Creative Solutions for Affordable Housing

Creative Solutions for Affordable Housing

Affordable housing is a serious dilemma in Denver, and there are no easy answers.  However, some realistic solutions are within our grasp, if public agencies and private interests are willing to collaborate and create a shift in the built environment.

Empty spaces, that aren’t being used for much of anything, abound in the metro area.  Look around and it’s hard to miss the abandoned Big Box retail centers that have been sitting empty since the recession.  These former homes to proud brands could provide roofs over-the-heads of those who are in need, rather than having dust continue to gather on weather-worn “space available” signs.  Why not take advantage of these vast, empty buildings and parking lots, and turn them into a possible solution to the affordable housing crisis?

Repurposing aging or abandoned property is a time-tested approach that continues today in Denver.  For example, abandoned industrial buildings have been turned into thriving food halls (take for example, The Source in RiNo), warehouses have been transformed into million-dollar condos (see LoDo and the BallPark Neighborhood).  The same principle can be applied to the affordable housing crisis, but it will take a different scale and classification of abandoned property.

Here are some of our thoughts on the matter.  We’d welcome the opportunity to meet and hear some of yours.

Maximize Creative Design

Cost savings for affordable housing developments can be achieved with more thoughtful and creative design solutions.  For example, design solutions such as co-housing and condensed residential spaces can lead to beneficial outcomes with density and home sizes.  Rethinking garages and other parking requirements can also lead to more opportunities for affordable residences (building small duplexes, instead of homes with large two car garages, for example), as more and more people continue to rely less on automobiles.  Using more affordable and energy efficient materials, such as panelization and manufactured housing, can also help to reduce costs.
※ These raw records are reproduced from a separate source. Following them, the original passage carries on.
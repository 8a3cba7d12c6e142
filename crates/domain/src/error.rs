//! Error taxonomy shared across the workspace.
//!
//! Each layer produces one of the four top-level kinds:
//! - [`AuthenticationError`] — request rejected, no side effect
//! - [`ValidationError`] — event logged and dropped, no outbound call
//! - [`UpstreamError`] — external API failure, operation aborted, not retried
//! - [`ConfigurationError`] — fatal at startup
//!
//! There is no structured retry/backoff anywhere: a failed action is logged
//! with context and dropped.

/// Top-level error type, composed from the typed kinds below via `#[from]`.
#[derive(Debug, thiserror::Error)]
pub enum BridgeError {
    /// Bad token or signature on an inbound request.
    #[error("authentication failed")]
    Authentication(#[from] AuthenticationError),
    /// Malformed payload, unknown event kind, or unknown door/device.
    #[error("validation failed")]
    Validation(#[from] ValidationError),
    /// Non-success response or transport failure from an external API.
    #[error("upstream call failed")]
    Upstream(#[from] UpstreamError),
    /// Invalid configuration or missing remote capability.
    #[error("invalid configuration")]
    Configuration(#[from] ConfigurationError),
}

/// Inbound request could not be authenticated.
#[derive(Debug, thiserror::Error, PartialEq, Eq)]
pub enum AuthenticationError {
    /// The shared token did not match.
    #[error("invalid auth token")]
    InvalidToken,
    /// The signed payload could not be verified.
    #[error(transparent)]
    Signature(#[from] SignatureError),
}

/// Outcome of verifying a signed webhook payload.
///
/// The four kinds are deliberately distinct: a missing header, an
/// unparseable header, a header carrying no signature of a known version,
/// and a digest that simply does not match are different failures.
#[derive(Debug, thiserror::Error, PartialEq, Eq)]
pub enum SignatureError {
    /// The request carried no `Signature` header at all.
    #[error("webhook has no signature header")]
    Missing,
    /// The header could not be parsed into `key=value` pairs.
    #[error("webhook has an invalid signature header")]
    InvalidHeader,
    /// No signature of a known version was present in the header.
    #[error("webhook had no valid signature")]
    NoValidSignature,
    /// A signature was present but the computed digest differs.
    #[error("webhook signature does not match payload")]
    Mismatch,
}

/// An inbound event could not be validated; it is logged and dropped.
#[derive(Debug, thiserror::Error)]
pub enum ValidationError {
    /// The event payload for a recognised kind did not deserialize.
    #[error("malformed payload for event `{event}`")]
    MalformedPayload {
        /// Event kind as reported by the origin system.
        event: String,
        /// Underlying deserialization failure.
        #[source]
        source: serde_json::Error,
    },
    /// No configured door matches the controller door id.
    #[error("no door mapping for controller door `{controller_id}`")]
    UnknownDoor {
        /// Controller-side door identifier.
        controller_id: String,
    },
    /// No configured door slot matches the hub device id.
    #[error("no door mapping for hub device `{device_id}`")]
    UnknownDevice {
        /// Hub-side device identifier.
        device_id: String,
    },
    /// A recognised event carried a value outside its expected set.
    #[error("unexpected {field} value `{value}`")]
    UnexpectedValue {
        /// Which field carried the value.
        field: &'static str,
        /// The offending value.
        value: String,
    },
}

/// Which external system an upstream failure came from.
#[derive(Debug, Clone, Copy, PartialEq, Eq)]
pub enum UpstreamSystem {
    /// The physical access-control platform.
    Controller,
    /// The home-automation hub.
    Hub,
}

impl std::fmt::Display for UpstreamSystem {
    fn fmt(&self, f: &mut std::fmt::Formatter<'_>) -> std::fmt::Result {
        match self {
            Self::Controller => f.write_str("controller"),
            Self::Hub => f.write_str("hub"),
        }
    }
}

/// A call to one of the external APIs failed.
///
/// These are never retried; the owning operation aborts and the process
/// continues.
#[derive(Debug, thiserror::Error)]
pub enum UpstreamError {
    /// Application-level error: the wrapped response carried a non-success
    /// code even though the transport succeeded.
    #[error("{system} API returned code `{code}`: {msg}")]
    Api {
        /// Origin of the failure.
        system: UpstreamSystem,
        /// Application-level response code.
        code: String,
        /// Human-readable message from the response.
        msg: String,
    },
    /// Unexpected HTTP status from the external API.
    #[error("{system} returned unexpected HTTP status {status}")]
    Status {
        /// Origin of the failure.
        system: UpstreamSystem,
        /// HTTP status code received.
        status: u16,
    },
    /// The response body could not be decoded.
    #[error("{system} response could not be decoded")]
    Decode {
        /// Origin of the failure.
        system: UpstreamSystem,
        /// Underlying decode failure.
        #[source]
        source: Box<dyn std::error::Error + Send + Sync>,
    },
    /// The request never produced a usable response.
    #[error("{system} request failed")]
    Transport {
        /// Origin of the failure.
        system: UpstreamSystem,
        /// Underlying transport failure.
        #[source]
        source: Box<dyn std::error::Error + Send + Sync>,
    },
}

/// Fatal startup or capability error; the process exits with status 1 when
/// one of these surfaces during startup.
#[derive(Debug, thiserror::Error)]
pub enum ConfigurationError {
    /// Two doors share the same controller door id.
    #[error("duplicate controller door id `{controller_id}` in door mappings")]
    DuplicateControllerId {
        /// The duplicated id.
        controller_id: String,
    },
    /// One hub device id appears in more than one door slot.
    #[error("hub device `{device_id}` is mapped to more than one door slot")]
    DuplicateHubDevice {
        /// The duplicated id.
        device_id: String,
    },
    /// A hub device does not expose the capability an assertion requires.
    #[error("device `{device_id}` does not have the `{capability}` capability")]
    MissingCapability {
        /// Hub device id.
        device_id: String,
        /// Required capability name.
        capability: String,
    },
    /// A hub device does not support the command an assertion requires.
    #[error("device `{device_id}` does not support the `{command}` command")]
    MissingCommand {
        /// Hub device id.
        device_id: String,
        /// Required command name.
        command: String,
    },
    /// An existing webhook registration matched by name but carried no id,
    /// so it cannot be updated in place.
    #[error("webhook registration `{name}` carries no id")]
    MissingWebhookId {
        /// Registration name as reported by the controller.
        name: String,
    },
    /// The webhook registration returned by the controller carried no
    /// signing secret, so inbound events could never be verified.
    #[error("webhook registration `{webhook_id}` carries no signing secret")]
    MissingWebhookSecret {
        /// Remote registration id.
        webhook_id: String,
    },
    /// An HTTP client could not be constructed.
    #[error("failed to construct HTTP client")]
    HttpClient(#[source] Box<dyn std::error::Error + Send + Sync>),
}

#[cfg(test)]
mod tests {
    use super::*;

    #[test]
    fn should_render_upstream_api_error_with_system_and_code() {
        let err = UpstreamError::Api {
            system: UpstreamSystem::Controller,
            code: "CODE_UNAUTHORIZED".to_string(),
            msg: "invalid token".to_string(),
        };
        assert_eq!(
            err.to_string(),
            "controller API returned code `CODE_UNAUTHORIZED`: invalid token"
        );
    }

    #[test]
    fn should_convert_signature_error_into_authentication_error() {
        let err: AuthenticationError = SignatureError::Mismatch.into();
        assert_eq!(
            err,
            AuthenticationError::Signature(SignatureError::Mismatch)
        );
    }

    #[test]
    fn should_wrap_validation_error_in_bridge_error() {
        let err: BridgeError = ValidationError::UnknownDoor {
            controller_id: "d1".to_string(),
        }
        .into();
        assert!(matches!(err, BridgeError::Validation(_)));
    }
}
//! Inbound events from both origin systems.
//!
//! Controller events arrive as an opaque envelope `{event, event_object_id,
//! data}` and are decoded into one tagged variant per recognised kind at the
//! system boundary, before they reach the router. Unrecognised kinds are
//! preserved as [`ControllerEvent::Unknown`] so the router can log and drop
//! them without a response-level error.

use serde::Deserialize;

use crate::error::ValidationError;

/// Controller event kind for door-position changes.
pub const EVENT_DPS_STATUS: &str = "access.device.dps_status";
/// Controller event kind for door-unlock results.
pub const EVENT_DOOR_UNLOCK: &str = "access.door.unlock";

/// Wire envelope of an Access Controller webhook event.
#[derive(Debug, Clone, Deserialize)]
pub struct ControllerEnvelope {
    /// Event kind, e.g. `access.door.unlock`.
    pub event: String,
    /// Identifier of the object the event refers to.
    #[serde(default)]
    pub event_object_id: Option<String>,
    /// Kind-specific payload, decoded per variant.
    #[serde(default)]
    pub data: serde_json::Value,
}

/// A decoded Access Controller event.
#[derive(Debug, Clone)]
pub enum ControllerEvent {
    /// Someone (or something) attempted to unlock a door.
    DoorUnlock(DoorUnlock),
    /// A door-position sensor reported a change.
    DoorPositionStatus(DoorPositionStatus),
    /// An event kind this middleware does not handle.
    Unknown {
        /// The unrecognised event kind.
        event: String,
    },
}

/// Payload of an `access.door.unlock` event.
#[derive(Debug, Clone, Deserialize)]
pub struct DoorUnlock {
    /// Door location the unlock applies to.
    pub location: Location,
    /// Who triggered the unlock.
    pub actor: Actor,
    /// Result object carrying the access decision.
    pub object: UnlockResult,
}

/// Payload of an `access.device.dps_status` event.
#[derive(Debug, Clone, Deserialize)]
pub struct DoorPositionStatus {
    /// Door location the status applies to.
    pub location: Location,
    /// Sub-event type and reported position.
    pub object: PositionObject,
}

/// Door location reference inside a controller event.
#[derive(Debug, Clone, Deserialize)]
pub struct Location {
    /// Controller-side door id.
    pub id: String,
}

/// Actor that triggered a controller event.
#[derive(Debug, Clone, Deserialize)]
pub struct Actor {
    /// Display name of the actor.
    #[serde(default)]
    pub name: String,
    /// Actor category, e.g. `user` or `open-api`.
    #[serde(rename = "type", default)]
    pub kind: String,
}

/// Access decision carried by an unlock event.
#[derive(Debug, Clone, Deserialize)]
pub struct UnlockResult {
    /// Decision string, `Access Granted` on success.
    #[serde(default)]
    pub result: String,
}

/// Sub-event type and position reported by a dps event.
#[derive(Debug, Clone, Deserialize)]
pub struct PositionObject {
    /// Sub-event discriminator; only `dps_change` is acted on.
    #[serde(default)]
    pub event_type: String,
    /// Reported position, `open` or `close`.
    #[serde(default)]
    pub status: String,
}

impl ControllerEvent {
    /// Decode an envelope into a tagged event.
    ///
    /// Unrecognised kinds become [`ControllerEvent::Unknown`]; a recognised
    /// kind whose payload does not deserialize is a validation error.
    ///
    /// # Errors
    ///
    /// Returns [`ValidationError::MalformedPayload`] when `data` does not
    /// match the schema of a recognised event kind.
    pub fn from_envelope(envelope: ControllerEnvelope) -> Result<Self, ValidationError> {
        match envelope.event.as_str() {
            EVENT_DOOR_UNLOCK => serde_json::from_value(envelope.data)
                .map(Self::DoorUnlock)
                .map_err(|source| ValidationError::MalformedPayload {
                    event: envelope.event,
                    source,
                }),
            EVENT_DPS_STATUS => serde_json::from_value(envelope.data)
                .map(Self::DoorPositionStatus)
                .map_err(|source| ValidationError::MalformedPayload {
                    event: envelope.event,
                    source,
                }),
            _ => Ok(Self::Unknown {
                event: envelope.event,
            }),
        }
    }

    /// The event kind as reported on the wire.
    #[must_use]
    pub fn kind(&self) -> &str {
        match self {
            Self::DoorUnlock(_) => EVENT_DOOR_UNLOCK,
            Self::DoorPositionStatus(_) => EVENT_DPS_STATUS,
            Self::Unknown { event } => event,
        }
    }
}

/// A Home Automation Hub webhook event.
#[derive(Debug, Clone, Deserialize)]
pub struct HubEvent {
    /// The single event record the hub posts per state change.
    pub content: HubEventContent,
}

/// Body of a hub event.
#[derive(Debug, Clone, Deserialize)]
#[serde(rename_all = "camelCase")]
pub struct HubEventContent {
    /// Attribute name, e.g. `switch` or `lock`.
    #[serde(default)]
    pub name: String,
    /// New attribute value, e.g. `on` or `locked`.
    #[serde(default)]
    pub value: String,
    /// Human-readable device label.
    #[serde(default)]
    pub display_name: String,
    /// Hub device id the event belongs to.
    pub device_id: String,
    /// Free-form description of the change.
    #[serde(default)]
    pub description_text: String,
    /// Unit of the value, when numeric.
    #[serde(default)]
    pub unit: serde_json::Value,
    /// Event source type as reported by the hub.
    #[serde(rename = "type", default)]
    pub kind: String,
    /// Extra payload, unused by this middleware.
    #[serde(default)]
    pub data: serde_json::Value,
}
Cruise ships are an interesting example of this idea – they consist of preassembled staterooms which are slid into a superstructure. Could a similar idea be applied to housing?

Rethink Zoning

Cities and municipalities can take an important first step towards repurposing empty spaces by rethinking existing zoning.  Obviously, this would be a long process and would require a great deal of collaboration, time and work, but a focused effort by public leaders could create a break in the dam and make the redevelopment of these vacant spaces a reality.  Envisioning the possibilities for mixed-use development, to include attainable housing, can only be achieved if the proper zoning is in place.

Loosen Developer Guidelines

Unless developers can foresee an acceptable return on their investment, abandoned spaces will continue to sit empty.  Private investors and developers can be the agents of change, if given the chance.  Private-public partnerships (P3s) are providing answers to development challenges in various cities and towns, and the same P3 approach can apply to turning retail centers into areas of attainable housing.  There are a variety of incentives that can be made available to private enterprise, in order to help turn their attention to the issue of affordable housing and look at possible solutions in a way that makes sense to their budgets.

Be Innovative

The answers to the challenges associated with developing more affordable housing won’t come easily. Sitting idly by and hoping for answers to present themselves certainly won’t provide results.  The development community as a whole, and our civic leaders must think outside the box and look at the resources we have and what can be put to good use.  Why not consider container units as a form of affordable housing? After all, they’re already being used for homes in some of Denver’s hippest neighborhoods.  Convert garage space into small living units; sell-off abandoned properties for pennies-on-the-dollar with stipulations that they be renovated into affordable homes (as was done in Baltimore in the 1970s); replace Big Boxes with affordable condos.  Nothing should be considered too extreme.

The answer to affordable housing isn’t an easy one, but with a collaborative effort, and looking at the properties that are readily available, a solution can be found.  As JFK famously said: “We’re going to the moon!” Let’s be NASA on this one.